Organs from nonheart-beating donors are attractive for use in cell therapy. Understanding the nature of molecular perturbations following reperfusion/reoxygenation will be highly significant for nonheart-beating donor cells. We studied nonheart-beating donor rats for global gene expression with Affymetrix microarrays, hepatic tissue integrity, viability of isolated hepatocytes, and engraftment and proliferation of transplanted cells in dipeptidyl peptidase IV-deficient rats. In nonheart-beating donors, liver tissue was morphologically intact for >24 hours with differential expression of 1, 95, or 372 genes, 4, 16 or 34 hours after death, respectively, compared with heart-beating donors. These differentially-expressed genes constituted prominent groupings in ontological pathways of oxidative phosphorylation, adherence junctions, glycolysis/gluconeogenesis, as well as other discrete pathways. We successfully isolated viable hepatocytes from nonheart-beating donors, especially up to 4 hours after death, although the hepatocyte yield and viability were inferior to hepatocytes from heart-beating donors, p<0.05. Similarly, although hepatocytes from nonheart-beating donors engrafted and proliferated after transplantation in recipient animals, this was inferior to hepatocytes from heart-beating donors, p<0.05. Gene expression profiling in hepatocytes isolated from nonheart-beating donors showed far greater perturbations compared with corresponding liver tissue, including representation of pathways in focal adhesion, actin cytoskeleton, extracellular matrix-receptor interactions, multiple ligand-receptor interactions, and signaling in insulin, calcium, wnt, Jak-Stat, or other cascades.
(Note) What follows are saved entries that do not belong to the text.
impl RefundRequest {
    /// Validate against the order's refundable balance.
    ///
    /// The balance is `total_estimated` minus refunds already settled.
    ///
    /// # Errors
    ///
    /// `INVALID_REQUEST` for a non-positive amount or a bad reason, and
    /// `REFUND_LIMIT_EXCEEDED` if the amount is more than the balance.
    pub fn plan<'a>(
        &self,
        order: &Order,
        existing: impl IntoIterator<Item = &'a Refund>,
    ) -> DomainResult<NewRefund> {
        if !self.amount.is_positive() {
            return Err(DomainError::invalid_request("amount must be positive"));
        }
        let reason = crate::order::validate_reason(&self.reason)?;

        let remaining = (order.total_estimated - settled_refunds(existing)).floor_zero();
        if self.amount > remaining {
            return Err(DomainError::new(
                ErrorCode::RefundLimitExceeded,
                format!("refund of {} exceeds the refundable balance of {remaining}", self.amount),
            ));
        }

        let method = self
            .method
            .as_deref()
            .map(str::trim)
            .filter(|m| !m.is_empty())
            .unwrap_or(DEFAULT_REFUND_METHOD)
            .to_owned();

        Ok(NewRefund {
            amount: self.amount,
            reason,
            method,
            status: RefundStatus::Approved,
        })
    }
}

#[cfg(test)]
#[allow(clippy::unwrap_used)]
mod tests {
    use super::*;
    use crate::catalog::tests::product;
    use crate::order::tests::{at, order};

    fn item(qty: i32, unit: i64) -> OrderItem {
        OrderItem {
            id: OrderItemId::new(11),
            order_id: OrderId::new(1),
            product_id: ProductId::new(1),
            product_name_snapshot: "Milk".to_owned(),
            unit_snapshot: "ea".to_owned(),
            qty_ordered: qty,
            qty_fulfilled: qty,
            unit_price_estimated: Money::from_units(unit),
            unit_price_final: None,
            is_weight_item: false,
            est_weight_g: None,
            final_weight_g: None,
            line_estimated: Money::from_units(unit).times(qty),
            line_final: None,
            item_status: ItemStatus::Confirmed,
            substitution_product_id: None,
            note: None,
        }
    }

    fn request(action: ShortageAction) -> ShortageRequest {
        ShortageRequest {
            order_item_id: OrderItemId::new(11),
            action,
            fulfilled_qty: None,
            substitution_product_id: None,
            substitution_qty: None,
            reason: None,
        }
    }

    fn refund(amount: i64, status: RefundStatus) -> Refund {
        Refund {
            id: RefundId::new(1),
            order_id: OrderId::new(1),
            amount: Money::from_units(amount),
            reason: "test".to_owned(),
            method: DEFAULT_REFUND_METHOD.to_owned(),
            status,
            processed_by: None,
            processed_at: at(),
        }
    }

    #[test]
    fn test_partial_cancel_scenario() {
        let o = order(OrderStatus::Picking);
        let i = item(3, 1000);
        let req = ShortageRequest {
            fulfilled_qty: Some(1),
            ..request(ShortageAction::PartialCancel)
        };
        let plan = plan_shortage(&o, &i, &req, None).unwrap();
        assert_eq!(plan.adjustment.line_final, Money::from_units(1000));
        assert_eq!(plan.adjustment.item_status, ItemStatus::PartialCanceled);
        assert_eq!(plan.refund_amount, Money::from_units(2000));
        let refund = plan.refund.unwrap();
        assert_eq!(refund.amount, Money::from_units(2000));
        assert_eq!(refund.reason, "SHORTAGE_PARTIAL_CANCEL");
        assert_eq!(refund.method, "COD_ADJUSTMENT");
        assert_eq!(refund.status, RefundStatus::Approved);
        assert!(!plan.advance_to_picking);
        assert!(plan.stock_take.is_none());
    }

    #[test]
    fn test_second_action_rejected() {
        let o = order(OrderStatus::Picking);
        let mut i = item(3, 1000);
        i.item_status = ItemStatus::PartialCanceled;
        let err = plan_shortage(&o, &i, &request(ShortageAction::OutOfStock), None).unwrap_err();
        assert_eq!(err.code, ErrorCode::ItemAlreadyProcessed);
    }

    #[test]
    fn test_zero_fulfilled_is_out_of_stock() {
        let o = order(OrderStatus::Received);
        let i = item(2, 1500);
        let plan = plan_shortage(&o, &i, &request(ShortageAction::PartialCancel), None).unwrap();
        assert_eq!(plan.adjustment.item_status, ItemStatus::OutOfStock);
        assert_eq!(plan.adjustment.qty_fulfilled, 0);
        assert_eq!(plan.refund_amount, Money::from_units(3000));
        assert!(plan.advance_to_picking);
    }

    #[test]
    fn test_out_of_stock_with_partial_qty_keeps_action_status() {
        let o = order(OrderStatus::Picking);
        let req = ShortageRequest {
            fulfilled_qty: Some(1),
            reason: Some("bruised".to_owned()),
            ..request(ShortageAction::OutOfStock)
        };
        let plan = plan_shortage(&o, &item(3, 1000), &req, None).unwrap();
        assert_eq!(plan.adjustment.item_status, ItemStatus::OutOfStock);
        assert_eq!(plan.adjustment.note.as_deref(), Some("bruised"));
        assert_eq!(plan.refund.unwrap().reason, "bruised");
    }

    #[test]
    fn test_fulfilled_over_ordered_rejected() {
        let o = order(OrderStatus::Picking);
        let req = ShortageRequest {
            fulfilled_qty: Some(4),
            ..request(ShortageAction::PartialCancel)
        };
        let err = plan_shortage(&o, &item(3, 1000), &req, None).unwrap_err();
        assert_eq!(err.code, ErrorCode::InvalidQty);
    }

    #[test]
    fn test_terminal_orders_not_adjustable() {
        for status in [OrderStatus::Delivered, OrderStatus::Canceled] {
            let err = plan_shortage(
                &order(status),
                &item(1, 1000),
                &request(ShortageAction::OutOfStock),
                None,
            )
            .unwrap_err();
            assert_eq!(err.code, ErrorCode::OrderNotAdjustable);
        }
    }

    #[test]
    fn test_item_from_other_order() {
        let mut i = item(1, 1000);
        i.order_id = OrderId::new(99);
        let err = plan_shortage(
            &order(OrderStatus::Picking),
            &i,
            &request(ShortageAction::OutOfStock),
            None,
        )
        .unwrap_err();
        assert_eq!(err.code, ErrorCode::OrderItemNotFound);
    }

    #[test]
    fn test_substitute_cheaper_refunds_difference() {
        let o = order(OrderStatus::Picking);
        let sub = product(7, 800, 10);
        let req = ShortageRequest {
            substitution_product_id: Some(sub.id),
            substitution_qty: Some(3),
            ..request(ShortageAction::Substitute)
        };
        let plan = plan_shortage(&o, &item(3, 1000), &req, Some(&sub)).unwrap();
        assert_eq!(plan.adjustment.item_status, ItemStatus::Substituted);
        assert_eq!(plan.adjustment.unit_price_final, Money::from_units(800));
        assert_eq!(plan.adjustment.substitution_product_id, Some(sub.id));
        assert_eq!(plan.stock_take, Some((sub.id, 3)));
        assert_eq!(plan.refund_amount, Money::from_units(600));
    }

    #[test]
    fn test_substitute_upsell_is_not_refunded() {
        let o = order(OrderStatus::Picking);
        let sub = product(7, 1500, 10);
        let req = ShortageRequest {
            substitution_product_id: Some(sub.id),
            substitution_qty: Some(3),
            ..request(ShortageAction::Substitute)
        };
        let plan = plan_shortage(&o, &item(3, 1000), &req, Some(&sub)).unwrap();
        assert_eq!(plan.refund_amount, Money::ZERO);
        assert!(plan.refund.is_none());
    }

    #[test]
    fn test_substitute_rejections() {
        let mut o = order(OrderStatus::Picking);
        let mut sub = product(7, 800, 2);
        let req = ShortageRequest {
            substitution_product_id: Some(sub.id),
            substitution_qty: Some(3),
            ..request(ShortageAction::Substitute)
        };
        let i = item(3, 1000);

        assert_eq!(
            plan_shortage(&o, &i, &req, Some(&sub)).unwrap_err().code,
            ErrorCode::InsufficientStock
        );

        sub.status = ProductStatus::Paused;
        assert_eq!(
            plan_shortage(&o, &i, &req, Some(&sub)).unwrap_err().code,
            ErrorCode::InvalidSubstitution
        );
        assert_eq!(
            plan_shortage(&o, &i, &req, None).unwrap_err().code,
            ErrorCode::InvalidSubstitution
        );

        let missing = request(ShortageAction::Substitute);
        assert_eq!(
            plan_shortage(&o, &i, &missing, None).unwrap_err().code,
            ErrorCode::InvalidRequest
        );

        o.allow_substitution = false;
        assert_eq!(
            plan_shortage(&o, &i, &req, Some(&sub)).unwrap_err().code,
            ErrorCode::SubstituteNotAllowed
        );
    }

    #[test]
    fn test_final_total_counts_settled_only() {
        let refunds = [
            refund(2000, RefundStatus::Approved),
            refund(1000, RefundStatus::Done),
            refund(500, RefundStatus::Requested),
            refund(700, RefundStatus::Rejected),
        ];
        assert_eq!(
            final_total(Money::from_units(23000), &refunds),
            Money::from_units(20000)
        );
    }

    #[test]
    fn test_final_total_never_negative() {
        let refunds = [refund(30000, RefundStatus::Approved)];
        assert_eq!(final_total(Money::from_units(23000), &refunds), Money::ZERO);
    }

    #[test]
    fn test_direct_refund_limit() {
        let o = order(OrderStatus::Delivered);
        let existing = [refund(20000, RefundStatus::Approved)];

        let ok = RefundRequest {
            amount: Money::from_units(3000),
            reason: "damaged box".to_owned(),
            method: None,
        };
        let planned = ok.plan(&o, &existing).unwrap();
        assert_eq!(planned.method, DEFAULT_REFUND_METHOD);
        assert_eq!(planned.status, RefundStatus::Approved);

        let too_much = RefundRequest {
            amount: Money::from_units(3001),
            ..ok.clone()
        };
        assert_eq!(
            too_much.plan(&o, &existing).unwrap_err().code,
            ErrorCode::RefundLimitExceeded
        );
    }

    #[test]
    fn test_direct_refund_input_checks() {
        let o = order(OrderStatus::Picking);
        let none: [Refund; 0] = [];
        let zero = RefundRequest {
            amount: Money::ZERO,
            reason: "oops".to_owned(),
            method: None,
        };
        assert_eq!(zero.plan(&o, &none).unwrap_err().code, ErrorCode::InvalidRequest);

        let short_reason = RefundRequest {
            amount: Money::from_units(100),
            reason: "x".to_owned(),
            method: Some("BANK_TRANSFER".to_owned()),
        };
        assert_eq!(
            short_reason.plan(&o, &none).unwrap_err().code,
            ErrorCode::InvalidRequest
        );
    }
}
Conclusion: Liver tissue remained intact over prolonged periods after death in nonheart-beating donors but extensive molecular perturbations following reperfusion/reoxygenation impaired viability of isolated hepatocytes from these donors. Insights into molecular changes in hepatocytes from nonheart-beating donors offers opportunities for improving donor cell viability, which will advance utility of nonheart-beating donor organs for cell therapy or other applications.